- **Directions**
Look for the line that has "#[derive(Debug, Clone)]" in the material below; please repeat it and every line after it, exactly, up to and including the line that has "it was created.", and nothing else.

- **Listed entries**
********

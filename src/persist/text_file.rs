//! Flat newline-delimited roster file.

use std::{
    fs::{self, OpenOptions},
    io::{ErrorKind, Write},
    path::{Path, PathBuf},
};

use tempfile::NamedTempFile;

use crate::types::{Entry, Roster};

use super::{PersistError, PersistResult, RosterSource, parse_lines, render_lines};

/// File-backed [`RosterSource`] with one entry per line.
#[derive(Debug, Clone)]
pub struct TextFileList {
    path: PathBuf,
}

impl TextFileList {
    /// Wraps `path` without touching the filesystem.
    pub fn new(path: impl Into<PathBuf>) -> Self {
        Self { path: path.into() }
    }

    /// Wraps `path` and creates the file empty if it does not exist yet.
    pub fn create(path: impl Into<PathBuf>) -> PersistResult<Self> {
        let list = Self::new(path);
        list.ensure_exists()?;
        Ok(list)
    }

    /// Backing file path.
    pub fn path(&self) -> &Path {
        &self.path
    }

    /// Creates the backing file if it is missing. Returns true when it was created.
    pub fn ensure_exists(&self) -> PersistResult<bool> {
        match OpenOptions::new()
            .write(true)
            .create_new(true)
            .open(&self.path)
        {
            Ok(_) => {
                log::info!(target: "raffle_roster", "created empty roster file {}", self.path.display());
                Ok(true)
            }
            Err(err) if err.kind() == ErrorKind::AlreadyExists => Ok(false),
            Err(source) => Err(PersistError::Create {
                path: self.path.clone(),
                source,
            }),
        }
    }

    fn parent_dir(&self) -> &Path {
        match self.path.parent() {
            Some(dir) if !dir.as_os_str().is_empty() => dir,
            _ => Path::new("."),
        }
    }

    fn write_err(&self, source: std::io::Error) -> PersistError {
        PersistError::Write {
            path: self.path.clone(),
            source,
        }
    }
}

impl RosterSource for TextFileList {
    fn load(&mut self) -> PersistResult<Roster> {
        match fs::read_to_string(&self.path) {
            Ok(text) => Ok(parse_lines(&text)),
            Err(err) if err.kind() == ErrorKind::NotFound => {
                self.ensure_exists()?;
                Ok(Roster::new())
            }
            Err(source) => Err(PersistError::Read {
                path: self.path.clone(),
                source,
            }),
        }
    }

    /// Writes a sibling temp file and renames it over the target, so readers
    /// see either the old or the new roster.
    fn save(&mut self, entries: &[Entry]) -> PersistResult<()> {
        let mut tmp = NamedTempFile::new_in(self.parent_dir()).map_err(|e| self.write_err(e))?;
        tmp.write_all(render_lines(entries).as_bytes())
            .map_err(|e| self.write_err(e))?;
        tmp.as_file().sync_all().map_err(|e| self.write_err(e))?;

        // The temp file starts owner-only; take the target's mode, recreating the
        // target first if it vanished so the umask-derived default applies.
        let meta = match fs::metadata(&self.path) {
            Ok(meta) => meta,
            Err(err) if err.kind() == ErrorKind::NotFound => {
                self.ensure_exists()?;
                fs::metadata(&self.path).map_err(|e| self.write_err(e))?
            }
            Err(err) => return Err(self.write_err(err)),
        };
        tmp.as_file()
            .set_permissions(meta.permissions())
            .map_err(|e| self.write_err(e))?;

        tmp.persist(&self.path).map_err(|e| self.write_err(e.error))?;
        Ok(())
    }
}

********

- **Exercise solution**
#[derive(Debug, Clone)]
pub struct TextFileList {
    path: PathBuf,
}

impl TextFileList {
    /// Wraps `path` without touching the filesystem.
    pub fn new(path: impl Into<PathBuf>) -> Self {
        Self { path: path.into() }
    }

    /// Wraps `path` and creates the file empty if it does not exist yet.
    pub fn create(path: impl Into<PathBuf>) -> PersistResult<Self> {
        let list = Self::new(path);
        list.ensure_exists()?;
        Ok(list)
    }

    /// Backing file path.
    pub fn path(&self) -> &Path {
        &self.path
    }

    /// Creates the backing file if it is missing. Returns true when it was created.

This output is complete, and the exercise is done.